Em segundo lugar, quando as origens e as estruturas que mantêm as desigualdades são normalizadas e parecem naturalmente presentes, torna-se mais fácil partilhar impensadamente imagens que pretendem suscitar emoção e raiva, repetindo a narrativa prejudicial de que África é indefesa e relevante apenas como um site para a autodescoberta de um ocidental. Contar histórias sobre como as pessoas brancas podem navegar pelos seus sentimentos e desejos pode ser convincente, mas nega qualquer crítica possível ao resto de nós implicados no complexo industrial do salvador branco. Mesmo quando negam as lesões sistémicas e a violência estrutural, os ocidentais criticam os indivíduos e procuram a absolvição das ações individuais.

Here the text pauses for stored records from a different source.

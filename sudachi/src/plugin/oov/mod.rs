/*
 * Copyright (c) 2021 Works Applications Co., Ltd.
 *
 * Licensed under the Apache License, Version 2.0 (the "License");
 * you may not use this file except in compliance with the License.
 * You may obtain a copy of the License at
 *
 *     http://www.apache.org/licenses/LICENSE-2.0
 *
 * Unless required by applicable law or agreed to in writing, software
 * distributed under the License is distributed on an "AS IS" BASIS,
 * WITHOUT WARRANTIES OR CONDITIONS OF ANY KIND, either express or implied.
 * See the License for the specific language governing permissions and
 * limitations under the License.
 */

use crate::analysis::created::CreatedWords;
use crate::analysis::Node;
use serde_json::Value;

use crate::config::Config;
use crate::dic::grammar::Grammar;
use crate::input_text::InputBuffer;
use crate::plugin::oov::mecab_oov::MeCabOovPlugin;
use crate::plugin::oov::regex_oov::RegexOovProvider;
use crate::plugin::oov::simple_oov::SimpleOovPlugin;
use crate::plugin::PluginCategory;
use crate::prelude::*;

pub mod mecab_oov;
pub mod regex_oov;
pub mod simple_oov;

/// Trait of plugin to provide oov node during tokenization
pub trait OovProviderPlugin: Sync + Send {
    /// Loads necessary information for the plugin
    fn set_up(
        &mut self,
        settings: &Value,
        config: &Config,
        grammar: &mut Grammar,
    ) -> SudachiResult<()>;

    /// Generate a list of oov nodes, returns the number of created nodes.
    ///
    /// offset - char idx
    fn provide_oov(
        &self,
        input_text: &InputBuffer,
        offset: usize,
        other_words: CreatedWords,
        result: &mut Vec<Node>,
    ) -> SudachiResult<usize>;
}

impl PluginCategory for dyn OovProviderPlugin {
    type BoxType = Box<dyn OovProviderPlugin + Sync + Send>;
    type InitFnType = unsafe fn() -> SudachiResult<Self::BoxType>;
    fn configurations(cfg: &Config) -> &[Value] {
        &cfg.oov_provider_plugins
    }

    fn bundled_impl(name: &str) -> Option<Self::BoxType> {
        match name {
            "SimpleOovPlugin" => Some(Box::new(SimpleOovPlugin::default())),
            "MeCabOovPlugin" => Some(Box::new(MeCabOovPlugin::default())),
            "RegexOovPlugin" => Some(Box::new(RegexOovProvider::default())),
            _ => None,
        }
    }

    fn do_setup(
        ptr: &mut Self::BoxType,
        settings: &Value,
        config: &Config,
        grammar: &mut Grammar,
    ) -> SudachiResult<()> {
        ptr.set_up(settings, config, grammar)
    }
}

Numa entrevista para um projeto em que estamos trabalhando, o falecido escritor Binyavanga Wainaina, famoso por zombar de como os jornalistas ocidentais escrevem sobre a África, descreveu como o Live Aid e o single “Do They Know It’s Christmas?” revelou como o Ocidente via ele e sua família, os quenianos e os africanos como um todo na época: “A música não parava em dizer ‘Etiópia’, dizia ‘África’. Então, estamos sentados aqui vendo as pessoas chegarem e dizerem: ‘Estamos vindo para salvá-los’ e que precisamos ser cuidados por pessoas brancas em todo o mundo. Nunca me ocorreu até então: é assim que eles nos veem.”